Still, several large pharmaceutical companies, including Pfizer Inc., Eli Lilly & Co., Forest Laboratories Inc. and Wyeth, hope to seize on a market now dominated by older antidepressants as well as painkillers and other drugs.
The companies each want to be the first to receive clearance by the U.S. Food and Drug Administration for a fibromyalgia treatment, which could occur as soon as 2008.
Doctors can prescribe medicines for fibromyalgia even though the drugs are not cleared specifically for it. However, without FDA approval, companies cannot promote the drugs as treatments for that condition.
An FDA approval could also settle doubts about the disorder’s legitimacy, while paving the way for companies to promote medicines specifically for fibromyalgia. “If the FDA approved a drug for fibromyalgia, that would really give the field validity,” said Richard Harris, investigator at the University of Michigan who recently published a data review of fibromyalgia.
As classified by the American College of Rheumatology in 1990, a fibromyalgia diagnosis involves a patient feeling muscle tenderness in at least 11 of 18 predetermined sites on the body, with the pain spread throughout the body.
Fibromyalgia patients also tend to tire easily, struggle to sleep and have trouble remembering things, a problem referred to as “fibro fog.”
Lynne Matallana, founder and president of the Orange, California-based National Fibromyalgia Association, was an advertising executive and avid skier and bicyclist in the early 1990s until she began experiencing widespread pain and fatigue that left her bedridden.
She said she had seen 37 doctors and received diagnoses of lupus, rheumatoid arthritis and depression before a physician finally identified her condition as fibromyalgia.
“It’s devastating because it is totally life-altering, and many, many, many people find themselves in this situation,” Matallana said. She gradually improved through exercise, meditation and medication.
In their review, Harris and a colleague at the University of Michigan reported evidence of increased neurological responses to pain, indicating that the central nervous system of a fibromyalgia patient processes pain differently.

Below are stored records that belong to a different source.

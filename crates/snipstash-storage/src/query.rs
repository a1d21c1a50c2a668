//! Collection queries.

use crate::document::StoredDocument;

/// Sort direction.
#[derive(Debug, Clone, Copy, PartialEq, Eq, Default)]
pub enum Direction {
    #[default]
    Ascending,
    Descending,
}

/// Order a query by a single field.
#[derive(Debug, Clone, PartialEq, Eq)]
pub struct OrderBy {
    pub field: String,
    pub direction: Direction,
}

/// A query over one collection.
///
/// With `order_by` set, documents lacking that field are excluded from the
/// result. `limit` applies after ordering.
#[derive(Debug, Clone, Default, PartialEq, Eq)]
pub struct Query {
    pub order_by: Option<OrderBy>,
    pub limit: Option<usize>,
}

impl Query {
    /// Query everything, in store order.
    pub fn new() -> Self {
        Self::default()
    }

    pub fn order_by(mut self, field: impl Into<String>, direction: Direction) -> Self {
        self.order_by = Some(OrderBy {
            field: field.into(),
            direction,
        });
        self
    }

    pub fn limit(mut self, limit: usize) -> Self {
        self.limit = Some(limit);
        self
    }

    /// Evaluate the query over an in-memory set of documents.
    ///
    /// Used by the local backends; the remote backend delegates to the
    /// server.
    pub fn apply(&self, mut documents: Vec<StoredDocument>) -> Vec<StoredDocument> {
        if let Some(order) = &self.order_by {
            documents.retain(|d| d.document.get(&order.field).is_some());
            documents.sort_by(|a, b| {
                // Both present after the retain above.
                let (Some(av), Some(bv)) = (
                    a.document.get(&order.field),
                    b.document.get(&order.field),
                ) else {
                    return std::cmp::Ordering::Equal;
                };
                let ord = av.compare(bv).then_with(|| a.id.cmp(&b.id));
                match order.direction {
                    Direction::Ascending => ord,
                    Direction::Descending => ord.reverse(),
                }
            });
        }

        if let Some(limit) = self.limit {
            documents.truncate(limit);
        }

        documents
    }
}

Traumatic events—such as a car accident—may trigger the condition. Matallana said her fibromyalgia flared up after she underwent surgery for another ailment.
“I think that some physicians do believe that fibromyalgia isn’t a real condition, and our job to spread the word that there are objective findings that these people are in pain,” Harris said.
But Dr. Scott Zashin, a rheumatologist in private practice in Dallas, says fibromyalgia is one of the more common conditions he sees, and usually tries to get fibromyalgia patients to exercise more or get more rest before turning to medication.
“These patients seem to have an increased sensitivity to pain,” Zashin said. “Something in their makeup makes them experience pain differently.”